:: Data for processing

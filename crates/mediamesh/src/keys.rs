//! API keys other instances use to call into this one
//!
//! The raw secret is returned exactly once, from [`ApiKeyRegistry::create`].
//! Only a salted SHA-256 hash is persisted. Validation reads the table on
//! every call, so a revocation is visible to the very next request.

use std::sync::Arc;

use chrono::{DateTime, Utc};
use rand::RngCore;
use rusqlite::OptionalExtension;
use serde::{Deserialize, Serialize};
use sha2::{Digest, Sha256};
use tracing::{debug, info, warn};
use uuid::Uuid;

use crate::error::{Error, Result};
use crate::store::{format_ts, parse_ts, parse_uuid, Database};

/// Prefix that makes secrets recognizable in logs and config files
pub const KEY_PREFIX: &str = "adb_";

/// Number of random bytes in a secret
const SECRET_BYTES: usize = 32;

/// Stored key metadata (never includes the secret)
#[derive(Debug, Clone, PartialEq, Eq, Serialize, Deserialize)]
#[serde(rename_all = "camelCase")]
pub struct ApiKeyInfo {
    /// Key id
    pub id: Uuid,
    /// Operator-supplied label
    pub label: String,
    /// Creation time
    pub created_at: DateTime<Utc>,
    /// Instance that has announced itself with this key, if any
    #[serde(default, skip_serializing_if = "Option::is_none")]
    pub bound_instance_id: Option<Uuid>,
}

/// A freshly created key, including the raw secret
#[derive(Debug, Clone)]
pub struct NewApiKey {
    /// Stored metadata
    pub info: ApiKeyInfo,
    /// Raw secret; not recoverable after this value is dropped
    pub secret: String,
}

/// Issues, validates and revokes inbound credentials
pub struct ApiKeyRegistry {
    db: Arc<Database>,
}

impl ApiKeyRegistry {
    /// Create a registry over the shared database
    pub fn new(db: Arc<Database>) -> Self {
        Self { db }
    }

    /// Issue a new key
    pub fn create(&self, label: &str) -> Result<NewApiKey> {
        let label = label.trim();
        if label.is_empty() {
            return Err(Error::validation("key label must not be empty"));
        }

        let mut rng = rand::thread_rng();
        let mut secret_bytes = [0u8; SECRET_BYTES];
        rng.fill_bytes(&mut secret_bytes);
        let mut salt = [0u8; 16];
        rng.fill_bytes(&mut salt);

        let secret = format!("{KEY_PREFIX}{}", hex::encode(secret_bytes));
        let salt_hex = hex::encode(salt);
        let secret_hash = hash_secret(&salt_hex, &secret);

        let info = ApiKeyInfo {
            id: Uuid::new_v4(),
            label: label.to_string(),
            created_at: Utc::now(),
            bound_instance_id: None,
        };

        self.db.with_conn(|conn| {
            conn.execute(
                "INSERT INTO api_keys (id, label, salt, secret_hash, created_at)
                 VALUES (?1, ?2, ?3, ?4, ?5)",
                [
                    info.id.to_string(),
                    info.label.clone(),
                    salt_hex,
                    secret_hash,
                    format_ts(&info.created_at),
                ],
            )
        })?;

        info!(key_id = %info.id, label = %info.label, "API key created");
        Ok(NewApiKey { info, secret })
    }

    /// Check a raw secret, returning the id of the matching key
    pub fn validate(&self, secret: &str) -> Result<Uuid> {
        if secret.is_empty() {
            return Err(Error::auth("missing API key"));
        }

        let rows = self.db.with_conn(|conn| {
            let mut stmt = conn.prepare("SELECT id, salt, secret_hash FROM api_keys")?;
            let rows = stmt
                .query_map([], |row| {
                    Ok((
                        row.get::<_, String>(0)?,
                        row.get::<_, String>(1)?,
                        row.get::<_, String>(2)?,
                    ))
                })?
                .collect::<rusqlite::Result<Vec<_>>>()?;
            Ok(rows)
        })?;

        // Compare against every row so timing does not reveal which key matched
        let mut matched = None;
        for (id, salt, stored_hash) in &rows {
            let candidate = hash_secret(salt, secret);
            if constant_time_eq(candidate.as_bytes(), stored_hash.as_bytes()) {
                matched = Some(id.clone());
            }
        }

        match matched {
            Some(id) => Uuid::parse_str(&id)
                .map_err(|e| Error::storage(format!("corrupt key id {id}: {e}"))),
            None => {
                debug!("Rejected unknown or revoked API key");
                Err(Error::auth("invalid or revoked API key"))
            }
        }
    }

    /// Delete a key. Takes effect on the next `validate`.
    pub fn revoke(&self, id: Uuid) -> Result<()> {
        let removed = self.db.with_conn(|conn| {
            conn.execute("DELETE FROM api_keys WHERE id = ?1", [id.to_string()])
        })?;

        if removed == 0 {
            warn!(key_id = %id, "Revocation of unknown API key");
            return Err(Error::not_found(format!("API key {id}")));
        }
        info!(key_id = %id, "API key revoked");
        Ok(())
    }

    /// Tie a key to the instance announcing with it.
    ///
    /// The first announce binds the key. Announces for any other instance
    /// made with the same key are refused with `Auth`, so one key holder
    /// cannot rewrite another peer's address.
    pub fn bind_instance(&self, key_id: Uuid, instance_id: Uuid) -> Result<()> {
        let bound = self.db.with_conn(|conn| {
            conn.execute(
                "UPDATE api_keys SET bound_instance_id = ?2 WHERE id = ?1 AND bound_instance_id IS NULL",
                [key_id.to_string(), instance_id.to_string()],
            )?;
            conn.query_row(
                "SELECT bound_instance_id FROM api_keys WHERE id = ?1",
                [key_id.to_string()],
                |row| row.get::<_, Option<String>>(0),
            )
            .optional()
        })?;

        match bound.flatten() {
            Some(bound) if bound == instance_id.to_string() => Ok(()),
            Some(bound) => {
                warn!(key_id = %key_id, bound = %bound, claimed = %instance_id, "Announce for another instance refused");
                Err(Error::auth("API key belongs to another instance"))
            }
            None => Err(Error::auth("invalid or revoked API key")),
        }
    }

    /// List keys, oldest first
    pub fn list(&self) -> Result<Vec<ApiKeyInfo>> {
        self.db.with_conn(|conn| {
            let mut stmt = conn.prepare(
                "SELECT id, label, created_at, bound_instance_id FROM api_keys ORDER BY created_at, rowid",
            )?;
            let rows = stmt.query_map([], |row| {
                let id: String = row.get(0)?;
                let created_at: String = row.get(2)?;
                let bound: Option<String> = row.get(3)?;
                Ok(ApiKeyInfo {
                    id: parse_uuid(&id)?,
                    label: row.get(1)?,
                    created_at: parse_ts(&created_at)?,
                    bound_instance_id: bound.as_deref().map(parse_uuid).transpose()?,
                })
            })?;
            rows.collect()
        })
    }
}

fn hash_secret(salt_hex: &str, secret: &str) -> String {
    let mut hasher = Sha256::new();
    hasher.update(salt_hex.as_bytes());
    hasher.update(secret.as_bytes());
    hex::encode(hasher.finalize())
}

/// Byte comparison whose running time depends only on the length
fn constant_time_eq(a: &[u8], b: &[u8]) -> bool {
    if a.len() != b.len() {
        return false;
    }
    a.iter().zip(b.iter()).fold(0u8, |acc, (x, y)| acc | (x ^ y)) == 0
}

#[cfg(test)]
mod tests {
    use super::*;

    fn registry() -> ApiKeyRegistry {
        ApiKeyRegistry::new(Arc::new(Database::open_in_memory().unwrap()))
    }

    #[test]
    fn test_create_returns_prefixed_secret_once() {
        let keys = registry();
        let new_key = keys.create("laptop").unwrap();

        assert!(new_key.secret.starts_with(KEY_PREFIX));
        assert_eq!(new_key.secret.len(), KEY_PREFIX.len() + SECRET_BYTES * 2);

        // The secret is not stored anywhere in plain form
        let stored: String = keys
            .db
            .with_conn(|conn| conn.query_row("SELECT secret_hash FROM api_keys", [], |r| r.get(0)))
            .unwrap();
        assert_ne!(stored, new_key.secret);
        assert!(!stored.contains(&new_key.secret[KEY_PREFIX.len()..]));
    }

    #[test]
    fn test_validate_accepts_matching_key() {
        let keys = registry();
        let a = keys.create("a").unwrap();
        let b = keys.create("b").unwrap();

        assert_eq!(keys.validate(&a.secret).unwrap(), a.info.id);
        assert_eq!(keys.validate(&b.secret).unwrap(), b.info.id);
        assert!(matches!(keys.validate("adb_nope"), Err(Error::Auth(_))));
        assert!(matches!(keys.validate(""), Err(Error::Auth(_))));
    }

    #[test]
    fn test_revoke_takes_effect_immediately() {
        let keys = registry();
        let key = keys.create("peer").unwrap();
        keys.validate(&key.secret).unwrap();

        keys.revoke(key.info.id).unwrap();

        assert!(matches!(keys.validate(&key.secret), Err(Error::Auth(_))));
        assert!(matches!(keys.revoke(key.info.id), Err(Error::NotFound(_))));
    }

    #[test]
    fn test_list_omits_secrets() {
        let keys = registry();
        keys.create("first").unwrap();
        keys.create("second").unwrap();

        let listed = keys.list().unwrap();
        let labels: Vec<_> = listed.iter().map(|k| k.label.as_str()).collect();
        assert_eq!(labels, vec!["first", "second"]);
    }

    #[test]
    fn test_first_announcing_instance_owns_the_key() {
        let keys = registry();
        let key = keys.create("peer").unwrap();
        let owner = Uuid::new_v4();

        keys.bind_instance(key.info.id, owner).unwrap();
        keys.bind_instance(key.info.id, owner).unwrap();
        assert!(matches!(
            keys.bind_instance(key.info.id, Uuid::new_v4()),
            Err(Error::Auth(_))
        ));
        assert_eq!(keys.list().unwrap()[0].bound_instance_id, Some(owner));

        // A second key is independent
        let other = keys.create("other").unwrap();
        keys.bind_instance(other.info.id, Uuid::new_v4()).unwrap();

        keys.revoke(key.info.id).unwrap();
        assert!(matches!(keys.bind_instance(key.info.id, owner), Err(Error::Auth(_))));
    }

    #[test]
    fn test_empty_label_rejected() {
        let keys = registry();
        assert!(matches!(keys.create("  "), Err(Error::Validation(_))));
    }

    #[test]
    fn test_constant_time_eq() {
        assert!(constant_time_eq(b"abc", b"abc"));
        assert!(!constant_time_eq(b"abc", b"abd"));
        assert!(!constant_time_eq(b"abc", b"ab"));
    }
}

::::

__What you should do__. Each line of the data that holds "call" should be reported.

__Output for this exercise__.
//! API keys other instances use to call into this one
//! every call, so a revocation is visible to the very next request.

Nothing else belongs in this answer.